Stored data

════

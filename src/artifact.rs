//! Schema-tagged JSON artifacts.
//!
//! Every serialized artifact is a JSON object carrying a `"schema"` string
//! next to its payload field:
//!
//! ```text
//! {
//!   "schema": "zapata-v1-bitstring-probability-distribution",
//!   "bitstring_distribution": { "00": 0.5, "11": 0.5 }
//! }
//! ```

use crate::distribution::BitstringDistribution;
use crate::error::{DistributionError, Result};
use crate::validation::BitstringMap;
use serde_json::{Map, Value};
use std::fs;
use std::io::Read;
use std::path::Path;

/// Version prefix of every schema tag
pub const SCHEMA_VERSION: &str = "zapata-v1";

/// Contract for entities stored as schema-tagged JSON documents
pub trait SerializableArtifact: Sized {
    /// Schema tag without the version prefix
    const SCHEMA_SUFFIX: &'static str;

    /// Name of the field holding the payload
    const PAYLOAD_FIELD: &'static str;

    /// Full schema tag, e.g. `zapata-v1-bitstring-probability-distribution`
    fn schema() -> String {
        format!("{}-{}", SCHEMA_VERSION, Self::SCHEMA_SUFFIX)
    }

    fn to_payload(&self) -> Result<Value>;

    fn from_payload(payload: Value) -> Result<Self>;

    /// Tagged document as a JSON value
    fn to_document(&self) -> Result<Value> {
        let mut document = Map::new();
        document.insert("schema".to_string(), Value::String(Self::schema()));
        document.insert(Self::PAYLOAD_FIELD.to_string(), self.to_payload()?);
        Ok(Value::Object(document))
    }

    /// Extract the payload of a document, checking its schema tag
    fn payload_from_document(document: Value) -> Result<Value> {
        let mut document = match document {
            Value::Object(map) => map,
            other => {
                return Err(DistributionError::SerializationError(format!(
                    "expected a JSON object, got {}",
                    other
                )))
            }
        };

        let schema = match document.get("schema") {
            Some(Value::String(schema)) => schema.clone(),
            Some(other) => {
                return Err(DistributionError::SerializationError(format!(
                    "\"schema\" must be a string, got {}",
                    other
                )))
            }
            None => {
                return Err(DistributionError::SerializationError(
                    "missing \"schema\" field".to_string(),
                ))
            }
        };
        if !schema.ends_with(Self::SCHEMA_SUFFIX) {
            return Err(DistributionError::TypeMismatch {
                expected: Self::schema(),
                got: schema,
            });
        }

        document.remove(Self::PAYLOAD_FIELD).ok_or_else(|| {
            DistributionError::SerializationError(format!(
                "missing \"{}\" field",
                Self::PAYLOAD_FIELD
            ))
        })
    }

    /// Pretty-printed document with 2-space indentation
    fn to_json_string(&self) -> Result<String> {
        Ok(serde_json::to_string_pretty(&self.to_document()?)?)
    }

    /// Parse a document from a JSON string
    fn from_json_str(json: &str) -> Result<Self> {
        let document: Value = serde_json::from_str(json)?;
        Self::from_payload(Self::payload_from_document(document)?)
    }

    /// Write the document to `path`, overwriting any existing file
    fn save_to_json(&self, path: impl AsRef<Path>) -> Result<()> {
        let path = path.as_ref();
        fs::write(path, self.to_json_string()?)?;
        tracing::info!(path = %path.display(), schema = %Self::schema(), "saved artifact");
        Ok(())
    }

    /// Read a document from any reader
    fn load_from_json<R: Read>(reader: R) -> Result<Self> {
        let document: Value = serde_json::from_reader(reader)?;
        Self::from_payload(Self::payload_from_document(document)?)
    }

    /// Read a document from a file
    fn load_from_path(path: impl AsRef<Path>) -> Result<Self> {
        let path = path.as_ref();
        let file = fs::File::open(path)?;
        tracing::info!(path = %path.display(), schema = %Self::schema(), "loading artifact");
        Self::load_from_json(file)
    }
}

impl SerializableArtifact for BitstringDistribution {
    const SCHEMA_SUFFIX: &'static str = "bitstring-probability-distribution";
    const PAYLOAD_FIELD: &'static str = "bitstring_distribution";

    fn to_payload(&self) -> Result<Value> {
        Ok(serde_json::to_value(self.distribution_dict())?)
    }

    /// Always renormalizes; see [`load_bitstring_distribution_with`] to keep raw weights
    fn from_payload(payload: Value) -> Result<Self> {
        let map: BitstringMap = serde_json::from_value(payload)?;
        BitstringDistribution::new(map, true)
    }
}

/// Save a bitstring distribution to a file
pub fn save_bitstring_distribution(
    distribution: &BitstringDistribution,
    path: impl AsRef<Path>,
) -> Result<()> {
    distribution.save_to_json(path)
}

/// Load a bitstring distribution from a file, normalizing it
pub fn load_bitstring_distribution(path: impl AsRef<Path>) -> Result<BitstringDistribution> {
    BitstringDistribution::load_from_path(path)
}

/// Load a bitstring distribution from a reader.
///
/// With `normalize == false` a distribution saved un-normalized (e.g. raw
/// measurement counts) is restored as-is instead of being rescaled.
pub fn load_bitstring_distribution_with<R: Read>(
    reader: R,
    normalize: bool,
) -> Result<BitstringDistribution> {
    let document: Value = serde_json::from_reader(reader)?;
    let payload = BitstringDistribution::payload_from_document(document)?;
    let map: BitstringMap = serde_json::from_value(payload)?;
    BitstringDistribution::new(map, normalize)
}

════

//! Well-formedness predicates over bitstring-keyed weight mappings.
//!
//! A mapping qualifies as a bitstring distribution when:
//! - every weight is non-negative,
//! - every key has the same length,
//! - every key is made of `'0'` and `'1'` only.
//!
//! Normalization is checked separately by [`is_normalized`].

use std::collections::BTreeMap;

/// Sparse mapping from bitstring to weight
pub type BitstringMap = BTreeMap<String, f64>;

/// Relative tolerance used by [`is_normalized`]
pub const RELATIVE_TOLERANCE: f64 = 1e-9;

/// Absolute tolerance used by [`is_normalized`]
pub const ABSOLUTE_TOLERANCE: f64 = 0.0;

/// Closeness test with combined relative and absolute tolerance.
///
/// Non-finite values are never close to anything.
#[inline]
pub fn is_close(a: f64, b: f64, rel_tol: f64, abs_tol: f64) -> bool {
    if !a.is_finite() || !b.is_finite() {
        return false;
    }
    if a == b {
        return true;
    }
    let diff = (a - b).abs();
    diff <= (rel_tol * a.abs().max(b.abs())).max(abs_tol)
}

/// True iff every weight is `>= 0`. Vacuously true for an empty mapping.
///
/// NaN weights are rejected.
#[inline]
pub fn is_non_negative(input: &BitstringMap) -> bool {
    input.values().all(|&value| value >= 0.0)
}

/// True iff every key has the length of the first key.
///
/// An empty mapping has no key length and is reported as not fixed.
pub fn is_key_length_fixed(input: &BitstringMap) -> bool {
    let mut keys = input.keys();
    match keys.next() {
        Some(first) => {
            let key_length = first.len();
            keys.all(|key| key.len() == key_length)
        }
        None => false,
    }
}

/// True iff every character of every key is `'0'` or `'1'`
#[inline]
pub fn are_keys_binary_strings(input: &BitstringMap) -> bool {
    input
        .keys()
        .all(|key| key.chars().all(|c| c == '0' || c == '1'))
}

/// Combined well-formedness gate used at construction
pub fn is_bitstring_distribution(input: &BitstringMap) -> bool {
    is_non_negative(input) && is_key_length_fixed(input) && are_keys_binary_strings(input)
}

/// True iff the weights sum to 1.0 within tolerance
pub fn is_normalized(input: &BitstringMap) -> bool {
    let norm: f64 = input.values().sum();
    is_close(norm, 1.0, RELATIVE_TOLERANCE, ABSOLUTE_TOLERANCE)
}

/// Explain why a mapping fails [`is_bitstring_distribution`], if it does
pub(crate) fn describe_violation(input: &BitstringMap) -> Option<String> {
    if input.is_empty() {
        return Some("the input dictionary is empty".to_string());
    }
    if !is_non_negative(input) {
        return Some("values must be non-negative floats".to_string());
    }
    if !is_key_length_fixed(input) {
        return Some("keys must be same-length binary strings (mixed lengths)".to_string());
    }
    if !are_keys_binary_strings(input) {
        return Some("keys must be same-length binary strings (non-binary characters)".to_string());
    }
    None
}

════

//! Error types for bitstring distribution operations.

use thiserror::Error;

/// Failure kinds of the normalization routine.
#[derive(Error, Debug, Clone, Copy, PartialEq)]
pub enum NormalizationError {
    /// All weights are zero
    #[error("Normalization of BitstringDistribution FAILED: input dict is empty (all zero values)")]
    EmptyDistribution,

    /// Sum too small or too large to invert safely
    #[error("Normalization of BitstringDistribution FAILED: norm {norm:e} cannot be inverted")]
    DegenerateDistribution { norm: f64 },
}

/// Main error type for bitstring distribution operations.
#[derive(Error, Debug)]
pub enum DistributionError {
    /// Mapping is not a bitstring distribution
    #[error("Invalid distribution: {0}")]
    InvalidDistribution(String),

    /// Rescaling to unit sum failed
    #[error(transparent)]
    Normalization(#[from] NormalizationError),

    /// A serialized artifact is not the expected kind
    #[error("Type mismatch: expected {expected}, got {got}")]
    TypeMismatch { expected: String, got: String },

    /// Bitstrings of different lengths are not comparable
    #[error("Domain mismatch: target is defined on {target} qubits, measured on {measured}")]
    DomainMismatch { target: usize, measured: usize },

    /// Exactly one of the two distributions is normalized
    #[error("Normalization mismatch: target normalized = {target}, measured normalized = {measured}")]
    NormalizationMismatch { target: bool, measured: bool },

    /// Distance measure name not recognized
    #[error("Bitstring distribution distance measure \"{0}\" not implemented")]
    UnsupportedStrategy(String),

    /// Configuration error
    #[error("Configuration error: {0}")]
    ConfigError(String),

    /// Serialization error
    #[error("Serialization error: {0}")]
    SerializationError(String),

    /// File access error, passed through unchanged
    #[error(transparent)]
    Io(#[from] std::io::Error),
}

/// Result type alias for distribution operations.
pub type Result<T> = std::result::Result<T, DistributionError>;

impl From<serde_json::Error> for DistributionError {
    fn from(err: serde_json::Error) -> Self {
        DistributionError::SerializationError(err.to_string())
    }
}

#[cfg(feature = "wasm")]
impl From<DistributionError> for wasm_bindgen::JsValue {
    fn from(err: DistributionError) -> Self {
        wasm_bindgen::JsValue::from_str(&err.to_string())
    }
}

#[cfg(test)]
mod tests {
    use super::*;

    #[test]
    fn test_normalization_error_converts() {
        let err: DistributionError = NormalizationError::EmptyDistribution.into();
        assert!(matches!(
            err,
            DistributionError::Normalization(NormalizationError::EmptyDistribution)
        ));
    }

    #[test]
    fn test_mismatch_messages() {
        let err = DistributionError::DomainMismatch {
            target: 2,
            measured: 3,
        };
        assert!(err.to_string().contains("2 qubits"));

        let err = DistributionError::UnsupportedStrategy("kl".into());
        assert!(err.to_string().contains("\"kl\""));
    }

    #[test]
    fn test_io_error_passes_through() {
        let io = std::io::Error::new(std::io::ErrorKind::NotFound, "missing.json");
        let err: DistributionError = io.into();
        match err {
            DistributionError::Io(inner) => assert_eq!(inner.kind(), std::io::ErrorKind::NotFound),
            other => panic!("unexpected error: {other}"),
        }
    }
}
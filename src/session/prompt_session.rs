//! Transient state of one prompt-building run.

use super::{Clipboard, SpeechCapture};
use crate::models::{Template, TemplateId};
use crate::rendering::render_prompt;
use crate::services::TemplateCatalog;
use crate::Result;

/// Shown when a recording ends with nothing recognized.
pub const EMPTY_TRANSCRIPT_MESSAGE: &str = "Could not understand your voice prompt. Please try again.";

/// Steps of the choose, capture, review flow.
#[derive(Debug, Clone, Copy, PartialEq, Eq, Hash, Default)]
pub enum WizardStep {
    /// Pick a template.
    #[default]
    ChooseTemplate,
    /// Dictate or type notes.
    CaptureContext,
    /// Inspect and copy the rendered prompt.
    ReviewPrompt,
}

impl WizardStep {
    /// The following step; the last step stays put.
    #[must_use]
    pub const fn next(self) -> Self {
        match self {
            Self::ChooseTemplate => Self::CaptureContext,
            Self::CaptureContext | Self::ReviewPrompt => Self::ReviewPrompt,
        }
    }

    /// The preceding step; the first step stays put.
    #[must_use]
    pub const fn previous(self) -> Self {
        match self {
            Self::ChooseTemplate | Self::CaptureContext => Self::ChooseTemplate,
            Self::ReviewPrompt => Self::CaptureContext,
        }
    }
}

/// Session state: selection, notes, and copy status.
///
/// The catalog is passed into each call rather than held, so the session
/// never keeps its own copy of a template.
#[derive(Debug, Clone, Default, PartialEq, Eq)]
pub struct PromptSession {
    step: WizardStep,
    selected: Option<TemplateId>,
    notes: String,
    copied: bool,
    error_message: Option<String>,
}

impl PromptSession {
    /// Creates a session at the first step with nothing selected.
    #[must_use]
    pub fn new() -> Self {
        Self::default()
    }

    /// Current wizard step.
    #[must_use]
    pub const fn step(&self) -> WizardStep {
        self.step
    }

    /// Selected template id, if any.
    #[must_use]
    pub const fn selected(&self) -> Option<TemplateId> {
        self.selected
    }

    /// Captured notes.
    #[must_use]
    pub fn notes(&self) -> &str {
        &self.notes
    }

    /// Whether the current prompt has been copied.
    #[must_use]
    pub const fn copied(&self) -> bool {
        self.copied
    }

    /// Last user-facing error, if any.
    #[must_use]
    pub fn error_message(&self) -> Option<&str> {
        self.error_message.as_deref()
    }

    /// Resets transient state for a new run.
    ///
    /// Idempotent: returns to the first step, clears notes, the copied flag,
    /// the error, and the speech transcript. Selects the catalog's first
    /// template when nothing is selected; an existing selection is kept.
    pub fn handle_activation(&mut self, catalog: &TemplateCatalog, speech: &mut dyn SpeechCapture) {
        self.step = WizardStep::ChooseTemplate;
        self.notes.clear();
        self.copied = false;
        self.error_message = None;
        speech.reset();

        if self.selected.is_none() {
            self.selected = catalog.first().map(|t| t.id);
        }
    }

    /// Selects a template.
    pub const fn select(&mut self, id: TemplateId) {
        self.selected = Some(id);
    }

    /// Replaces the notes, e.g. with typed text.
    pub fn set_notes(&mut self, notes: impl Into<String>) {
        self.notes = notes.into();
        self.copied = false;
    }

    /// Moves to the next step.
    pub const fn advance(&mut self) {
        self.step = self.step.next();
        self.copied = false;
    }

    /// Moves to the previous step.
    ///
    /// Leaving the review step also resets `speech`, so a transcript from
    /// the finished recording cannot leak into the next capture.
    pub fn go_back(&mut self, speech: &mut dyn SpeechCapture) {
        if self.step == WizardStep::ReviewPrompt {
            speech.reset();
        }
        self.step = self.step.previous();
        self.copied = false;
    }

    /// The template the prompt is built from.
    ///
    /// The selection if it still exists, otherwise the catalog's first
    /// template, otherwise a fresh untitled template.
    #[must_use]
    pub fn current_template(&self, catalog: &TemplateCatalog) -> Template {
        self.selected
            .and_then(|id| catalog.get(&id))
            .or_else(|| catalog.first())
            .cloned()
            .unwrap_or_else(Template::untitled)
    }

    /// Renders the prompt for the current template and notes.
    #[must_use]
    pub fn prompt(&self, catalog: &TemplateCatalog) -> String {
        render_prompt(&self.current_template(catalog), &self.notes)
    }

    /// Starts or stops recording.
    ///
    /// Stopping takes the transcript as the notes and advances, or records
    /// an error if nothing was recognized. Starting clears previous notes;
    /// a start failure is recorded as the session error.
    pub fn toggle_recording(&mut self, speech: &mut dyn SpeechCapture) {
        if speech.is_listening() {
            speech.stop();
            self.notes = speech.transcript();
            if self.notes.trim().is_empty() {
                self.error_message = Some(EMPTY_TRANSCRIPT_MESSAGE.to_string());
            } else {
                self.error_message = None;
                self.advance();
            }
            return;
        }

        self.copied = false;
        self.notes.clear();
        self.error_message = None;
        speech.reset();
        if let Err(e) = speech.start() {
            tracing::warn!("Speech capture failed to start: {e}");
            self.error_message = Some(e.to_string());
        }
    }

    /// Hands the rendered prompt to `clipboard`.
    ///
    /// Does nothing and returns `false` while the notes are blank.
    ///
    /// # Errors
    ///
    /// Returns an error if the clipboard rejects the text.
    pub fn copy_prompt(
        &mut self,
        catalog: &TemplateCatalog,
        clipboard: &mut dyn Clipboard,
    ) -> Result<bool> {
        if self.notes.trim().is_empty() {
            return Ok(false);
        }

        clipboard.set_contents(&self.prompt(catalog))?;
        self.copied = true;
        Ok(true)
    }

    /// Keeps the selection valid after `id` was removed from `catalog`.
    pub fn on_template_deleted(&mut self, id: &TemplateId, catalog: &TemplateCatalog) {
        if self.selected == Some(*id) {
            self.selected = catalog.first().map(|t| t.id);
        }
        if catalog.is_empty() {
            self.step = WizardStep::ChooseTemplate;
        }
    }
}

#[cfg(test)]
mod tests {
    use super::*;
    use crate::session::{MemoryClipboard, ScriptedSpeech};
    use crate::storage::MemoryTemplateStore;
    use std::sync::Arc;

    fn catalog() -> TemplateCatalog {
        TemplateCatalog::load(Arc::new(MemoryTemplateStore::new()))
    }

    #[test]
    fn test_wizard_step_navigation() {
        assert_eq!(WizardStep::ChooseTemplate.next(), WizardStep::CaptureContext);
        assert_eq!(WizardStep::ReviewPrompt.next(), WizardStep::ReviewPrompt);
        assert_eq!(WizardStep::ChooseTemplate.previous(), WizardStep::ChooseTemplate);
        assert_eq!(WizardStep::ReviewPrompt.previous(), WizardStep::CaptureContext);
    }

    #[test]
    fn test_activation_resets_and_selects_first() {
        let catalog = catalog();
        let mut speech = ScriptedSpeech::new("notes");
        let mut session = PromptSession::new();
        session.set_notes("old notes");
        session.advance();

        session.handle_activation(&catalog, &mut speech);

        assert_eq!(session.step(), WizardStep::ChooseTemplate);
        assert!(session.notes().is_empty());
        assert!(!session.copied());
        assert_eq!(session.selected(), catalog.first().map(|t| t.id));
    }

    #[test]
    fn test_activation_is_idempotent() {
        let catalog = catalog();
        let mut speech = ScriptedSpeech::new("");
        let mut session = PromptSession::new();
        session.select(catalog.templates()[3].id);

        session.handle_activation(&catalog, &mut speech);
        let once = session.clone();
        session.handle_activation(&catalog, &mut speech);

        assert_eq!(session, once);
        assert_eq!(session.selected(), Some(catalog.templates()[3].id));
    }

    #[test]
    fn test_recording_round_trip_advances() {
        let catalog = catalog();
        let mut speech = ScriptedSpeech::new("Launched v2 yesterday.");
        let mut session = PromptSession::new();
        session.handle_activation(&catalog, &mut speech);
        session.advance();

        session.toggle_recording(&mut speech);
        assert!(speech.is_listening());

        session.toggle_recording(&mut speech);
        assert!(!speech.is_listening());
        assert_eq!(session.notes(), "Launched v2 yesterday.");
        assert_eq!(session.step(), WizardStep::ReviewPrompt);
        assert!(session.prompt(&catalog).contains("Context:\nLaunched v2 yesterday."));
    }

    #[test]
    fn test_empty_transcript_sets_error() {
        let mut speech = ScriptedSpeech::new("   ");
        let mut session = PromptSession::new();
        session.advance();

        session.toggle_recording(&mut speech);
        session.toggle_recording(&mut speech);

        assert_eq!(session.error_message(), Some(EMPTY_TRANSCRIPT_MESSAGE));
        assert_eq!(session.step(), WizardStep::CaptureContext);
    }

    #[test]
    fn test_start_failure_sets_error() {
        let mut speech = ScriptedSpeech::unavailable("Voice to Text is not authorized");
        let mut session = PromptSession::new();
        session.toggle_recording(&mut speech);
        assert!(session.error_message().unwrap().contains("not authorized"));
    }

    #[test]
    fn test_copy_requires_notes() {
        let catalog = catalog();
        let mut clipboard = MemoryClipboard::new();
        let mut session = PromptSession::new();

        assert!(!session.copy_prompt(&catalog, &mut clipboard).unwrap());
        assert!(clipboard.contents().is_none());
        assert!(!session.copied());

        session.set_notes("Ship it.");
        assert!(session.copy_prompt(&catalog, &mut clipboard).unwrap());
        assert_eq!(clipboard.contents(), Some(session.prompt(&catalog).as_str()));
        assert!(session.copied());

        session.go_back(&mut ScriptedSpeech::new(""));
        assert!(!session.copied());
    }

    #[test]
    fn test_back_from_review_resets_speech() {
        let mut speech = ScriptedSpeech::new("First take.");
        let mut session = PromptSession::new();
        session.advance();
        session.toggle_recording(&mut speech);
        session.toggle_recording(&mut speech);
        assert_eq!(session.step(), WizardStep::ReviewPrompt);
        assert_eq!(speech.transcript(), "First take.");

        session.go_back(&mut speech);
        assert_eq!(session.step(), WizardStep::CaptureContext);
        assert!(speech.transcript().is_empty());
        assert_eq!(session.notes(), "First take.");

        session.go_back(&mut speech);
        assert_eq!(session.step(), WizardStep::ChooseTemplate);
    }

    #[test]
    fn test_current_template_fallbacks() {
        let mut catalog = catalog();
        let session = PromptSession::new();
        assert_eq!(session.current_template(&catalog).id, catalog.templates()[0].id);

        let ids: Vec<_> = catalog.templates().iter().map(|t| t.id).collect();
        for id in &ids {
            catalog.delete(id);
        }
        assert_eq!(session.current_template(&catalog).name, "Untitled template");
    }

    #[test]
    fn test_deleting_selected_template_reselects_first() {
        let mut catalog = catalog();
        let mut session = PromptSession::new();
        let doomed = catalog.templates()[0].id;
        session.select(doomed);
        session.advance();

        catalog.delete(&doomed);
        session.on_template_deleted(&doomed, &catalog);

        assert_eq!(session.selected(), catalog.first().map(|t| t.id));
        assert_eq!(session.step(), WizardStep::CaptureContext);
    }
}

════

PROBLEM TO SOLVE.
When the string "nothing" appears in a line of the records above, that line is to be copied.

EXERCISE RESPONSE.
/// Shown when a recording ends with nothing recognized.
    /// Creates a session at the first step with nothing selected.
    /// template when nothing is selected; an existing selection is kept.
    /// an error if nothing was recognized. Starting clears previous notes;
    /// Does nothing and returns `false` while the notes are blank.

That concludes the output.